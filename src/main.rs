//! Wager Engine Service
//!
//! Worker process for the wager engine. It migrates the ledger schema,
//! warms the stake board and keeps option multipliers current in the
//! background. Request handling lives in the embedding service.

use std::sync::Arc;
use tracing::{error, info};
use wager_engine::database::{create_pool, run_migrations};
use wager_engine::services::stake_recomputer::DEFAULT_QUEUE_CAPACITY;
use wager_engine::services::AuditTrail;
use wager_engine::{
    AppConfig, AppError, AppResult, PgLedger, StakeCalculator, StakeParams, WagerEngine,
};

#[tokio::main]
async fn main() -> AppResult<()> {
    // Load environment variables first
    dotenv::dotenv().ok();

    // Load configuration
    let config = AppConfig::from_env().map_err(|e| {
        eprintln!("Configuration error: {}", e);
        AppError::Config(e)
    })?;

    // Initialize tracing/logging with config
    let filter = tracing_subscriber::EnvFilter::try_from_default_env()
        .unwrap_or_else(|_| format!("wager_engine={},sqlx=warn", config.log_level).into());
    if config.is_production() {
        tracing_subscriber::fmt().json().with_env_filter(filter).init();
    } else {
        tracing_subscriber::fmt().with_env_filter(filter).init();
    }

    info!("Wager engine starting");
    info!("Environment: {}", config.environment);
    info!("Log level: {}", config.log_level);

    // =========================================================================
    // DATABASE
    // =========================================================================
    let pool = create_pool(&config.database).await.map_err(|e| {
        error!("Failed to create database pool: {}", e);
        AppError::Database(e)
    })?;
    info!("✓ Database pool created");

    run_migrations(&pool, None).await.map_err(|e| {
        error!("Database migration failed: {}", e);
        AppError::Database(e)
    })?;
    info!("✓ Migrations applied");

    // =========================================================================
    // ENGINE
    // =========================================================================
    let calculator = StakeCalculator::new(StakeParams::from(&config.stake)).map_err(|e| {
        error!("Invalid stake parameters: {}", e);
        AppError::Config(e.to_string())
    })?;
    info!("Stake parameters: {:?}", calculator.params());

    let audit = Arc::new(AuditTrail::new(&config.audit_log_dir).map_err(|e| {
        error!("Audit trail initialization failed: {}", e);
        e
    })?);

    let ledger = Arc::new(PgLedger::new(pool));
    let (engine, recomputer) = WagerEngine::new(ledger, calculator)
        .with_audit_trail(audit)
        .with_recomputer(DEFAULT_QUEUE_CAPACITY, config.stake.recompute_interval());

    let warmed = engine.warm_board().await.map_err(|e| {
        error!("Failed to warm stake board: {}", e);
        e
    })?;
    info!("✓ Stake board warmed ({} options)", warmed);

    // =========================================================================
    // BACKGROUND TASKS
    // =========================================================================
    let recomputer_handle = tokio::spawn(async move {
        recomputer.start().await;
    });
    info!(
        "✓ Stake recomputer started ({:?} interval)",
        config.stake.recompute_interval()
    );

    info!("Wager engine ready, press Ctrl+C to shutdown");

    // =========================================================================
    // SHUTDOWN HANDLING
    // =========================================================================
    tokio::select! {
        _ = tokio::signal::ctrl_c() => {
            info!("Shutdown signal received, shutting down gracefully...");
        }
        _ = recomputer_handle => {
            error!("Stake recomputer exited unexpectedly");
        }
    }

    // Engine owns the recompute sender; dropping it closes the queue
    drop(engine);
    info!("Wager engine shutdown complete");
    Ok(())
}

==============================

**Your assignment:** Among the lines above, show every one that contains the string "environment".

**Worked solution:**
    // Load environment variables first
    info!("Environment: {}", config.environment);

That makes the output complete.